Saturday, January 31, 2009

Martins (not precedential): Acceptable To Deport Immigrants Who Call Police To Report Crimes

Martins v. Filip
No. 06-4350
January 20, 2009
Not Precedential
Judges Scirica, Fuentes, and Hardiman. Opinion by Chief Judge Scirica.

IJ Daniel A. Meisner

It is acceptable for ICE to deport an immigrant who calls the police or 911 to report a crime, as IJ Meisner and the BIA had ruled. The Third Circuit held that interrogating an immigrant who calls the police with a useful tip to report a crime is not an unusual condition. That fact does not demonstrate an unusual condition under which the police is interrogating the immigrant.

Instead, there must be some other detail that would make the interrogation something other than fairly ordinary conditions for interrogating someone. It does not matter that there are policy reasons for not inquiring about or investigating the immigration status of crime victims or crime informants. It also does not matter that the New Jersey Attorney General recently recognized the need to respect those policy concerns.

The Third Circuit held interrogating someone who calls the police with useful crime tips is not an egregious violation of the Fourth Amendment or other liberties that would require excluding the evidence that ICE obtained from the interrogations.

It is also generally acceptable for an immigration judge to prohibit an immigrant from talking with his lawyer or participating in his legal defense during an immigration court case. Unless you can prove more, it is perfectly fine for an immigration judge to go ahead with a deportation case even if the immigrant would be unable to watch, talk, or assist in the legal defense. It sounds like it would be equally acceptable to gag the immigrant or even shut him out of the courtroom. The Third Circuit left open a possibility for challenging a case where the immigrant could show specifically how it affected his defense -- however, the Third Circuit also points out that it refuses to accept any evidence on that point.

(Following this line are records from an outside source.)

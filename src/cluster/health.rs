//! Consistency, health and status.
//!
//! Every master is asked for its own `CLUSTER NODES` view. A view is reduced
//! to a fingerprint (SHA-256 of sorted node ids and sorted slots); the cluster
//! is consistent when all masters produce the same fingerprint, i.e. gossip
//! has converged. Health additionally requires full slot coverage.

use std::collections::BTreeSet;

use serde::Serialize;
use sha2::{Digest, Sha256};
use tracing::{debug, info, instrument};

use super::Cluster;
use crate::client::{Connector, Topology};
use crate::error::{Error, Result};

/// Hex SHA-256 of a view's canonical signature.
pub fn fingerprint(topology: &Topology) -> String {
    hex::encode(Sha256::digest(topology.signature().as_bytes()))
}

/// Per-node entry of a [`ClusterStatus`].
#[derive(Debug, Clone, Serialize, PartialEq, Eq)]
pub struct NodeStatus {
    /// Node id.
    pub id: String,
    /// `host:port` as seen by the cluster.
    pub addr: String,
    /// `master` or `slave`.
    pub role: String,
    /// Master id for replicas.
    pub replicates: Option<String>,
    /// Number of owned slots.
    pub slots: usize,
    /// Owned slots as ranges, e.g. `0-5460,5462`.
    pub ranges: String,
    /// Slots this node is migrating away.
    pub migrating: Vec<u16>,
    /// Slots this node is importing.
    pub importing: Vec<u16>,
}

/// Snapshot of a cluster for display.
#[derive(Debug, Clone, Serialize, PartialEq, Eq)]
pub struct ClusterStatus {
    /// All masters agree on the topology.
    pub consistent: bool,
    /// Consistent with every slot assigned.
    pub healthy: bool,
    /// Size of the slot space.
    pub total_slots: u16,
    /// Slots owned by some master.
    pub assigned_slots: usize,
    /// One entry per member.
    pub nodes: Vec<NodeStatus>,
}

impl ClusterStatus {
    /// Check if any member has a slot left MIGRATING or IMPORTING.
    pub fn has_open_slots(&self) -> bool {
        self.nodes
            .iter()
            .any(|n| !n.migrating.is_empty() || !n.importing.is_empty())
    }
}

impl<C: Connector> Cluster<C> {
    /// Views of every member that reports itself as a master.
    async fn master_views(&self) -> Result<Vec<Topology>> {
        let mut views = Vec::new();
        for node in &self.nodes {
            let view = node.nodes().await?;
            if view.myself().is_some_and(|me| me.is_master()) {
                views.push(view);
            }
        }
        Ok(views)
    }

    /// Check whether every master reports the same membership and slot map.
    #[instrument(skip(self), level = "debug")]
    pub async fn consistent(&self) -> Result<bool> {
        let fingerprints: BTreeSet<String> = self
            .master_views()
            .await?
            .iter()
            .map(fingerprint)
            .collect();
        debug!(distinct = fingerprints.len(), "Master fingerprints");
        Ok(fingerprints.len() == 1)
    }

    /// Slots owned by masters, each according to its own record.
    async fn assigned_slots(&self) -> Result<BTreeSet<u16>> {
        Ok(self
            .masters()
            .await?
            .into_iter()
            .flat_map(|(_, info)| info.slots)
            .collect())
    }

    /// Consistent and every slot owned.
    pub async fn healthy(&self) -> Result<bool> {
        if !self.consistent().await? {
            return Ok(false);
        }
        let assigned = self.assigned_slots().await?;
        Ok(assigned.len() == usize::from(self.config.total_slots))
    }

    /// Poll until consistent, then require health.
    ///
    /// Fails with [`Error::NotConsistent`] after `wait.max_polls` polls and
    /// with [`Error::NotHealthy`] if the converged cluster has gaps.
    #[instrument(skip(self))]
    pub async fn wait(&self) -> Result<()> {
        let policy = &self.config.wait;
        let mut polls = 0;

        while !self.consistent().await? {
            if polls >= policy.max_polls {
                return Err(Error::NotConsistent);
            }
            polls += 1;
            debug!(polls, "Waiting for the cluster to converge");
            tokio::time::sleep(policy.poll_interval).await;
        }

        if !self.healthy().await? {
            return Err(Error::NotHealthy);
        }

        info!(polls, "Cluster converged");
        Ok(())
    }

    /// Build a status report from every member's own record.
    pub async fn status(&self) -> Result<ClusterStatus> {
        let mut nodes = Vec::with_capacity(self.nodes.len());
        let mut assigned = BTreeSet::new();

        for node in &self.nodes {
            let info = node.node_info().await?;
            if info.is_master() {
                assigned.extend(info.slots.iter().copied());
            }
            nodes.push(NodeStatus {
                id: info.name.clone(),
                addr: node.addr().to_string(),
                role: info.flags.role().to_string(),
                replicates: info.replicate.clone(),
                slots: info.slots.len(),
                ranges: info
                    .slot_ranges()
                    .iter()
                    .map(ToString::to_string)
                    .collect::<Vec<_>>()
                    .join(","),
                migrating: info.migrating.keys().copied().collect(),
                importing: info.importing.keys().copied().collect(),
            });
        }

        let consistent = self.consistent().await?;
        Ok(ClusterStatus {
            consistent,
            healthy: consistent && assigned.len() == usize::from(self.config.total_slots),
            total_slots: self.config.total_slots,
            assigned_slots: assigned.len(),
            nodes,
        })
    }
}
//! Repair of interrupted slot migrations.
//!
//! A crash between SETSLOT MIGRATING and the final SETSLOT NODE leaves a slot
//! open on one or both sides. When both sides still agree the migration is
//! resumed; otherwise the stray marker is cleared with SETSLOT STABLE.

use tracing::{info, instrument, warn};

use super::Cluster;
use crate::client::{Connector, Node, SlotAction};
use crate::error::Result;
use crate::slots::{SlotMigrationReport, migrate_slot};

impl<C: Connector> Cluster<C> {
    /// Resolve every open slot on every master.
    #[instrument(skip(self))]
    pub async fn fix_open_slots(&self) -> Result<Vec<SlotMigrationReport>> {
        let mut reports = Vec::new();
        for (idx, _) in self.masters().await? {
            reports.extend(self.fix_node(self.node(idx)?).await?);
        }
        Ok(reports)
    }

    /// Resolve the open slots reported by `node`.
    #[instrument(skip(self, node), fields(node = %node))]
    pub async fn fix_node(&self, node: &Node<C::Transport>) -> Result<Vec<SlotMigrationReport>> {
        let info = node.node_info().await?;
        let options = self.config.migration_options();
        let mut reports = Vec::new();

        for (&slot, dst_id) in &info.migrating {
            let dst = self.get_node(dst_id).await?;
            let reciprocal = match dst {
                Some(dst) => dst.node_info().await?.importing.get(&slot) == Some(&info.name),
                None => false,
            };

            match dst {
                Some(dst) if reciprocal => {
                    info!(slot, destination = %dst, "Resuming migration");
                    reports.push(migrate_slot(node, dst, slot, &self.nodes, &options).await?);
                }
                _ => {
                    warn!(slot, destination = %dst_id, "Abandoning migration");
                    node.set_slot(SlotAction::Stable, slot, None).await?;
                }
            }
        }

        for (&slot, src_id) in &info.importing {
            let src = self.get_node(src_id).await?;
            let reciprocal = match src {
                Some(src) => src.node_info().await?.migrating.get(&slot) == Some(&info.name),
                None => false,
            };

            match src {
                Some(src) if reciprocal => {
                    info!(slot, source = %src, "Resuming migration");
                    reports.push(migrate_slot(src, node, slot, &self.nodes, &options).await?);
                }
                _ => {
                    warn!(slot, source = %src_id, "Abandoning import");
                    node.set_slot(SlotAction::Stable, slot, None).await?;
                }
            }
        }

        Ok(reports)
    }

    /// Resolve open slots, then assign any slot no master owns.
    pub async fn fix(&mut self) -> Result<()> {
        let reports = self.fix_open_slots().await?;
        self.absorb(&reports);
        let filled = self.fill_slots().await?;
        info!(resumed = reports.len(), filled, "Fix complete");
        Ok(())
    }
}
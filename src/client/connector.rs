//! Opening connections to nodes.

use std::future::Future;

use tracing::{debug, instrument};

use super::addr::NodeAddr;
use super::node::Node;
use super::transport::{FredTransport, NodeConfig, NodeError, Transport};

/// Turns an address into a connected [`Node`].
///
/// `Cluster` holds one of these so it can reach members it discovers or is
/// told about after construction.
pub trait Connector: Send + Sync {
    /// Transport produced for each node.
    type Transport: Transport;

    /// Connect to `addr` and verify it answers.
    fn connect(
        &self,
        addr: &NodeAddr,
    ) -> impl Future<Output = Result<Node<Self::Transport>, NodeError>> + Send;
}

/// [`Connector`] backed by `fred`.
#[derive(Debug, Clone, Default)]
pub struct FredConnector {
    config: NodeConfig,
}

impl FredConnector {
    /// Create a connector using `config` for every node.
    pub fn new(config: NodeConfig) -> Self {
        Self { config }
    }

    /// Per-node connection settings.
    pub fn config(&self) -> &NodeConfig {
        &self.config
    }
}

impl Connector for FredConnector {
    type Transport = FredTransport;

    #[instrument(skip(self), fields(addr = %addr))]
    async fn connect(&self, addr: &NodeAddr) -> Result<Node<FredTransport>, NodeError> {
        // CLUSTER MEET only accepts IPs
        let ip = tokio::net::lookup_host((addr.host.as_str(), addr.port))
            .await
            .map_err(|e| NodeError::Connection(format!("resolve {}: {}", addr, e)))?
            .next()
            .map(|sock| sock.ip().to_string())
            .ok_or_else(|| NodeError::InvalidAddress(addr.to_string()))?;

        let transport = FredTransport::connect(&ip, addr.port, &self.config).await?;
        let node = Node::new(ip, addr.port, transport);
        node.ping().await?;
        debug!(node = %node, "Node reachable");

        Ok(node)
    }
}
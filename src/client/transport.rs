//! Wire transport to a single Valkey node.
//!
//! The [`Transport`] trait is the narrow request/response surface the rest of
//! the crate talks to. Replies are converted into the closed [`Reply`] enum and
//! error text is decoded exactly once, here, into [`NodeError`] so callers can
//! branch on ASK/MOVED redirections without string matching.

use std::future::Future;
use std::time::Duration;

use fred::prelude::*;
use fred::types::{ClusterHash, CustomCommand};
use thiserror::Error;
use tracing::{debug, instrument};

use super::types::ParseError;

/// A redirection returned by a node for a key whose slot lives elsewhere.
#[derive(Debug, Clone, PartialEq, Eq)]
pub enum Redirect {
    /// Slot is mid-migration; retry once against `addr` with ASKING.
    Ask {
        /// Slot of the key.
        slot: u16,
        /// `host:port` of the importing node.
        addr: String,
    },
    /// Slot has permanently moved to `addr`.
    Moved {
        /// Slot of the key.
        slot: u16,
        /// `host:port` of the new owner.
        addr: String,
    },
}

impl Redirect {
    /// Decode `ASK <slot> <host:port>` / `MOVED <slot> <host:port>`.
    ///
    /// Returns `None` for any other error text.
    pub fn decode(message: &str) -> Option<Self> {
        let mut parts = message.split_whitespace();
        let kind = parts.next()?;
        let slot: u16 = parts.next()?.parse().ok()?;
        let addr = parts.next()?;
        if parts.next().is_some() || !addr.contains(':') {
            return None;
        }

        let addr = addr.to_string();
        match kind {
            "ASK" => Some(Redirect::Ask { slot, addr }),
            "MOVED" => Some(Redirect::Moved { slot, addr }),
            _ => None,
        }
    }

    /// Slot carried by the redirection.
    pub fn slot(&self) -> u16 {
        match self {
            Redirect::Ask { slot, .. } | Redirect::Moved { slot, .. } => *slot,
        }
    }

    /// Target address carried by the redirection.
    pub fn addr(&self) -> &str {
        match self {
            Redirect::Ask { addr, .. } | Redirect::Moved { addr, .. } => addr,
        }
    }
}

impl std::fmt::Display for Redirect {
    fn fmt(&self, f: &mut std::fmt::Formatter<'_>) -> std::fmt::Result {
        match self {
            Redirect::Ask { slot, addr } => write!(f, "ASK {} {}", slot, addr),
            Redirect::Moved { slot, addr } => write!(f, "MOVED {} {}", slot, addr),
        }
    }
}

/// Errors that can occur during node operations.
#[derive(Error, Debug, Clone)]
pub enum NodeError {
    #[error("Redirected: {0}")]
    Redirect(Redirect),

    #[error("Timeout: {0}")]
    Timeout(String),

    #[error("Connection error: {0}")]
    Connection(String),

    #[error("Response error: {0}")]
    Response(String),

    #[error("Unexpected reply to {command}: {reply}")]
    UnexpectedReply { command: String, reply: String },

    #[error("Invalid address: {0}")]
    InvalidAddress(String),

    #[error("Parse error: {0}")]
    Parse(#[from] ParseError),
}

impl NodeError {
    /// Decode raw error text returned by a node.
    pub fn from_response(message: impl Into<String>) -> Self {
        let message = message.into();
        match Redirect::decode(&message) {
            Some(redirect) => NodeError::Redirect(redirect),
            None => NodeError::Response(message),
        }
    }

    /// Check if this is an ASK or MOVED redirection.
    pub fn is_redirect(&self) -> bool {
        matches!(self, NodeError::Redirect(_))
    }

    /// Check if this is a transport timeout.
    pub fn is_timeout(&self) -> bool {
        matches!(self, NodeError::Timeout(_))
    }

    /// Check if a replica refused a master-only SETSLOT.
    pub fn is_replica_refusal(&self) -> bool {
        matches!(self, NodeError::Response(message) if message.contains("SETSLOT only with masters"))
    }

    /// Check if the node does not know the id it was given.
    pub fn is_unknown_node(&self) -> bool {
        matches!(self, NodeError::Response(message) if message.contains("Unknown node"))
    }
}

impl From<fred::error::Error> for NodeError {
    fn from(e: fred::error::Error) -> Self {
        match e.kind() {
            fred::error::ErrorKind::Timeout => NodeError::Timeout(e.details().to_string()),
            fred::error::ErrorKind::IO | fred::error::ErrorKind::Canceled => {
                NodeError::Connection(e.details().to_string())
            }
            _ => NodeError::from_response(e.details()),
        }
    }
}

/// A typed reply from a node.
#[derive(Debug, Clone, PartialEq)]
pub enum Reply {
    /// Null bulk / nil.
    Nil,
    /// Integer reply.
    Integer(i64),
    /// Simple or bulk string reply.
    Text(String),
    /// Array reply.
    Array(Vec<Reply>),
}

impl Reply {
    /// Status reply `OK`.
    pub fn ok() -> Self {
        Reply::Text("OK".to_string())
    }

    /// Interpret the reply as text.
    pub fn into_text(self, command: &str) -> Result<String, NodeError> {
        match self {
            Reply::Text(s) => Ok(s),
            other => Err(unexpected(command, &other)),
        }
    }

    /// Interpret the reply as an integer.
    pub fn into_integer(self, command: &str) -> Result<i64, NodeError> {
        match self {
            Reply::Integer(i) => Ok(i),
            Reply::Text(ref s) => s.trim().parse().map_err(|_| unexpected(command, &self)),
            other => Err(unexpected(command, &other)),
        }
    }

    /// Interpret the reply as an optional text value (nil -> `None`).
    pub fn into_optional_text(self, command: &str) -> Result<Option<String>, NodeError> {
        match self {
            Reply::Nil => Ok(None),
            Reply::Text(s) => Ok(Some(s)),
            other => Err(unexpected(command, &other)),
        }
    }

    /// Interpret the reply as an array of text values.
    pub fn into_text_array(self, command: &str) -> Result<Vec<String>, NodeError> {
        match self {
            Reply::Nil => Ok(Vec::new()),
            Reply::Array(items) => items.into_iter().map(|i| i.into_text(command)).collect(),
            other => Err(unexpected(command, &other)),
        }
    }
}

fn unexpected(command: &str, reply: &Reply) -> NodeError {
    NodeError::UnexpectedReply {
        command: command.to_string(),
        reply: format!("{:?}", reply),
    }
}

impl From<Value> for Reply {
    fn from(value: Value) -> Self {
        match value {
            Value::Null => Reply::Nil,
            Value::Integer(i) => Reply::Integer(i),
            Value::Boolean(b) => Reply::Integer(i64::from(b)),
            Value::Double(d) => Reply::Text(d.to_string()),
            Value::String(s) => Reply::Text(s.to_string()),
            Value::Bytes(b) => Reply::Text(String::from_utf8_lossy(&b).into_owned()),
            Value::Array(items) => Reply::Array(items.into_iter().map(Reply::from).collect()),
            other => Reply::Text(format!("{:?}", other)),
        }
    }
}

/// A single command: name plus arguments.
pub type Command = (String, Vec<String>);

/// Request/response surface of one node.
///
/// Implementations are not meant to be shared across concurrent callers;
/// fan-out work uses distinct transports.
pub trait Transport: Send + Sync {
    /// Send one command and wait for its reply.
    fn call(
        &self,
        command: &str,
        args: Vec<String>,
    ) -> impl Future<Output = Result<Reply, NodeError>> + Send;

    /// Send several commands without transactional grouping.
    ///
    /// Per-command failures are returned in place, never raised. The outer
    /// error is reserved for failures of the batch itself.
    fn call_many(
        &self,
        commands: Vec<Command>,
    ) -> impl Future<Output = Result<Vec<Result<Reply, NodeError>>, NodeError>> + Send {
        async move {
            let mut results = Vec::with_capacity(commands.len());
            for (command, args) in commands {
                results.push(self.call(&command, args).await);
            }
            Ok(results)
        }
    }
}

/// Configuration for connecting to a single node.
#[derive(Clone, Debug)]
pub struct NodeConfig {
    /// Connection timeout.
    pub connection_timeout: Duration,
    /// Command timeout.
    pub command_timeout: Duration,
    /// Password for authentication.
    pub password: Option<String>,
    /// Use TLS with the default rustls connector.
    pub tls: bool,
}

impl Default for NodeConfig {
    fn default() -> Self {
        Self {
            connection_timeout: Duration::from_secs(4),
            command_timeout: Duration::from_secs(4),
            password: None,
            tls: false,
        }
    }
}

impl NodeConfig {
    /// Set password.
    pub fn with_password(mut self, password: String) -> Self {
        self.password = Some(password);
        self
    }

    /// Enable or disable TLS.
    pub fn with_tls(mut self, tls: bool) -> Self {
        self.tls = tls;
        self
    }

    /// Set connection timeout.
    pub fn with_connection_timeout(mut self, timeout: Duration) -> Self {
        self.connection_timeout = timeout;
        self
    }

    /// Set command timeout.
    pub fn with_command_timeout(mut self, timeout: Duration) -> Self {
        self.command_timeout = timeout;
        self
    }
}

/// [`Transport`] backed by a centralized `fred` client.
pub struct FredTransport {
    client: Client,
}

impl FredTransport {
    /// Connect to a single node (not clustered).
    #[instrument(skip(config), fields(host = %host, port = %port, tls = config.tls))]
    pub async fn connect(host: &str, port: u16, config: &NodeConfig) -> Result<Self, NodeError> {
        let mut redis_config = Config {
            server: ServerConfig::Centralized {
                server: Server::new(host, port),
            },
            ..Default::default()
        };

        if let Some(ref password) = config.password {
            redis_config.password = Some(password.clone());
        }

        if config.tls {
            let tls_connector = TlsConnector::default_rustls()
                .map_err(|e| NodeError::Connection(format!("TLS error: {}", e)))?;
            redis_config.tls = Some(tls_connector.into());
        }

        let command_timeout = config.command_timeout;
        let connection_timeout = config.connection_timeout;

        let client = Builder::from_config(redis_config)
            .with_performance_config(|perf| {
                perf.default_command_timeout = command_timeout;
            })
            .with_connection_config(|conn| {
                conn.connection_timeout = connection_timeout;
            })
            .build()?;

        client.init().await?;
        debug!("Connected to node");

        Ok(Self { client })
    }
}

fn custom_command(command: &str) -> CustomCommand {
    CustomCommand::new(command.to_string(), ClusterHash::FirstKey, false)
}

impl Transport for FredTransport {
    async fn call(&self, command: &str, args: Vec<String>) -> Result<Reply, NodeError> {
        let value: Value = self.client.custom(custom_command(command), args).await?;
        Ok(Reply::from(value))
    }

    async fn call_many(
        &self,
        commands: Vec<Command>,
    ) -> Result<Vec<Result<Reply, NodeError>>, NodeError> {
        let pipeline = self.client.pipeline();
        for (command, args) in commands {
            let _: () = pipeline.custom(custom_command(&command), args).await?;
        }

        let results = pipeline.try_all::<Value>().await;
        Ok(results
            .into_iter()
            .map(|r| r.map(Reply::from).map_err(NodeError::from))
            .collect())
    }
}
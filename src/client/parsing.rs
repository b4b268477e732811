//! Parsing of `INFO`-style text output.
//!
//! Both `INFO` and `CLUSTER INFO` reply with `key:value` lines, optionally
//! grouped under `# Section` headers and terminated with CRLF.

use regex::Regex;

use super::types::{InfoMap, ParseError};

/// Parse key-value pairs from INFO command output.
///
/// # Example
/// ```
/// use valkey_clu::client::parsing::parse_info_output;
///
/// let info = "# Cluster\r\ncluster_enabled:1\r\n";
/// let parsed = parse_info_output(info).unwrap();
/// assert_eq!(parsed.get("cluster_enabled"), Some(&"1".to_string()));
/// ```
pub fn parse_info_output(info: &str) -> Result<InfoMap, ParseError> {
    let kv_regex =
        Regex::new(r"^([\w-]+):(.+)$").map_err(|e| ParseError::RegexCompilation(e.to_string()))?;

    let mut result = InfoMap::new();

    for line in info.lines() {
        let line = line.trim();

        // Skip empty lines and section headers
        if line.is_empty() || line.starts_with('#') {
            continue;
        }

        if let Some(caps) = kv_regex.captures(line)
            && let (Some(key), Some(value)) = (caps.get(1), caps.get(2))
        {
            result.insert(key.as_str().to_string(), value.as_str().to_string());
        }
    }

    Ok(result)
}
//! Single-slot migration protocol.
//!
//! 1. SETSLOT IMPORTING on the destination
//! 2. SETSLOT MIGRATING on the source
//! 3. GETKEYSINSLOT / MIGRATE in batches until the slot is empty
//! 4. SETSLOT NODE on every cluster member (replicas refuse it and are skipped)
//!
//! ASK/MOVED outcomes of individual MIGRATE calls are expected while clients
//! keep writing and are reported back, not raised. Any other key-transfer
//! error aborts the slot; `fix` resumes it later. There is no internal retry.

use tracing::{debug, info, warn};

use crate::client::{Node, NodeError, Redirect, SlotAction, Transport};
use crate::error::{Error, Result};

/// Consecutive batches without a single transferred key before giving up.
pub const MAX_IDLE_BATCHES: usize = 100;

/// State of a single slot migration.
#[derive(Debug, Clone, Default, PartialEq, Eq)]
pub enum MigrationState {
    /// Migration not started.
    #[default]
    Pending,
    /// Destination accepts the slot (SETSLOT IMPORTING sent).
    Importing,
    /// Source redirects the slot (SETSLOT MIGRATING sent).
    Migrating,
    /// Keys are being transferred.
    TransferringKeys {
        /// Keys moved so far.
        moved: u64,
        /// Batches sent so far.
        batches: usize,
    },
    /// Slot drained, ownership being broadcast.
    Finalizing,
    /// Migration complete.
    Complete,
    /// Migration failed.
    Failed {
        /// Error description.
        error: String,
    },
}

impl MigrationState {
    /// Check if the migration completed successfully.
    pub fn is_complete(&self) -> bool {
        matches!(self, MigrationState::Complete)
    }

    /// Check if the migration failed.
    pub fn is_failed(&self) -> bool {
        matches!(self, MigrationState::Failed { .. })
    }
}

impl std::fmt::Display for MigrationState {
    fn fmt(&self, f: &mut std::fmt::Formatter<'_>) -> std::fmt::Result {
        match self {
            MigrationState::Pending => write!(f, "pending"),
            MigrationState::Importing => write!(f, "importing"),
            MigrationState::Migrating => write!(f, "migrating"),
            MigrationState::TransferringKeys { moved, batches } => {
                write!(f, "transferring ({} keys, {} batches)", moved, batches)
            }
            MigrationState::Finalizing => write!(f, "finalizing"),
            MigrationState::Complete => write!(f, "complete"),
            MigrationState::Failed { error } => write!(f, "failed: {}", error),
        }
    }
}

/// Tracks the progress of one slot migration.
#[derive(Debug, Clone)]
pub struct SlotMigrationTracker {
    /// The slot being migrated.
    pub slot: u16,
    /// Source node id.
    pub source_node: String,
    /// Destination node id.
    pub target_node: String,
    /// Current state of the migration.
    pub state: MigrationState,
    /// Total keys migrated so far.
    pub keys_migrated: u64,
    /// Batches sent so far.
    pub batches: usize,
    /// Batches in a row that moved nothing.
    pub idle_batches: usize,
}

impl SlotMigrationTracker {
    /// Create a new migration tracker.
    pub fn new(slot: u16, source: impl Into<String>, target: impl Into<String>) -> Self {
        Self {
            slot,
            source_node: source.into(),
            target_node: target.into(),
            state: MigrationState::Pending,
            keys_migrated: 0,
            batches: 0,
            idle_batches: 0,
        }
    }

    /// Transition to the next state.
    pub fn advance(&mut self, next: MigrationState) {
        debug!(slot = self.slot, from = %self.state, to = %next, "Slot migration state");
        self.state = next;
    }

    /// Record the outcome of one batch.
    pub fn record_batch(&mut self, moved: u64) {
        self.keys_migrated += moved;
        self.batches += 1;
        self.idle_batches = if moved == 0 { self.idle_batches + 1 } else { 0 };
        self.state = MigrationState::TransferringKeys {
            moved: self.keys_migrated,
            batches: self.batches,
        };
    }

    /// Check if too many batches in a row moved nothing.
    pub fn is_stalled(&self) -> bool {
        self.idle_batches >= MAX_IDLE_BATCHES
    }

    /// Mark as failed with an error message.
    pub fn fail(&mut self, error: impl Into<String>) {
        self.state = MigrationState::Failed {
            error: error.into(),
        };
    }

    /// Mark as complete.
    pub fn complete(&mut self) {
        self.state = MigrationState::Complete;
    }

    /// Check if the migration completed successfully.
    pub fn is_complete(&self) -> bool {
        self.state.is_complete()
    }

    /// Check if the migration failed.
    pub fn is_failed(&self) -> bool {
        self.state.is_failed()
    }
}

/// Batch sizing for key transfer.
#[derive(Debug, Clone, Copy, PartialEq, Eq)]
pub struct MigrationOptions {
    /// Keys fetched per GETKEYSINSLOT.
    pub batch: usize,
    /// MIGRATE timeout in milliseconds.
    pub timeout_ms: u64,
}

impl Default for MigrationOptions {
    fn default() -> Self {
        Self {
            batch: 1,
            timeout_ms: 15000,
        }
    }
}

/// Outcome of a completed slot migration.
#[derive(Debug, Clone, PartialEq, Eq)]
pub struct SlotMigrationReport {
    /// Migrated slot.
    pub slot: u16,
    /// Keys transferred by this run.
    pub keys_migrated: u64,
    /// Redirections tolerated during transfer.
    pub attempts: Vec<Redirect>,
}

/// Move `slot` from `src` to `dst` and bind it to `dst` on every node in
/// `cluster_nodes`.
///
/// `src` must own the slot. Re-running on a slot already marked
/// IMPORTING/MIGRATING between the same pair resumes it.
pub async fn migrate_slot<T: Transport>(
    src: &Node<T>,
    dst: &Node<T>,
    slot: u16,
    cluster_nodes: &[Node<T>],
    options: &MigrationOptions,
) -> Result<SlotMigrationReport> {
    let src_name = src.name().await?;
    let dst_name = dst.name().await?;
    let mut tracker = SlotMigrationTracker::new(slot, src_name.as_str(), dst_name.as_str());
    let mut attempts = Vec::new();

    dst.set_slot(SlotAction::Importing, slot, Some(&src_name))
        .await?;
    tracker.advance(MigrationState::Importing);
    src.set_slot(SlotAction::Migrating, slot, Some(&dst_name))
        .await?;
    tracker.advance(MigrationState::Migrating);

    loop {
        let keys = src.get_keys_in_slot(slot, options.batch.max(1)).await?;
        if keys.is_empty() {
            break;
        }

        let outcomes = src
            .migrate_keys(dst.host(), dst.port(), &keys, options.timeout_ms)
            .await?;

        let mut moved = 0;
        for outcome in outcomes {
            match outcome {
                Ok(_) => moved += 1,
                Err(NodeError::Redirect(redirect)) => {
                    warn!(slot, %redirect, "Key redirected during migration");
                    attempts.push(redirect);
                }
                Err(source) => {
                    tracker.fail(source.to_string());
                    return Err(Error::MigrationAborted { slot, source });
                }
            }
        }

        tracker.record_batch(moved);
        if tracker.is_stalled() {
            tracker.fail("no progress");
            return Err(Error::MigrationStalled {
                slot,
                batches: tracker.idle_batches,
            });
        }
    }

    tracker.advance(MigrationState::Finalizing);
    for node in cluster_nodes {
        match node.set_slot(SlotAction::Node, slot, Some(&dst_name)).await {
            Ok(()) => {}
            Err(e) if e.is_replica_refusal() => {
                debug!(slot, node = %node, "Replica follows its master for slot ownership");
            }
            Err(e) => return Err(e.into()),
        }
    }
    tracker.complete();

    info!(
        slot,
        source = %src,
        destination = %dst,
        keys = tracker.keys_migrated,
        "Slot migrated"
    );

    Ok(SlotMigrationReport {
        slot,
        keys_migrated: tracker.keys_migrated,
        attempts,
    })
}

In this case, the Third Circuit refused to accept the evidence that purportedly showed how refusing to let the immigrant participate in his defense affected the case. The Third Circuit next ruled that there was no evidence to show how it would have affected the case. (Once it refused to let the immigrant submit any proof, it is logical that the Third Circuit would conclude that it had no evidence in front of it. It is hard to understand, though, how any immigrant would prove something when it has no chance to submit proof -- perhaps the Third Circuit is essentially saying that an immigrant can never complain if an immigration judge gags and bars him from participating in his case. I hope the Third Circuit is not really taking this view.)

Finally, the Third Circuit ruled that it would not accept new evidence because its approach before REAL ID was not to consider additional evidence on appeal. It did not address how the rule applies after REAL ID, which funneled most immigration appeals to circuit courts rather than allowing habeas suits where there is new evidence.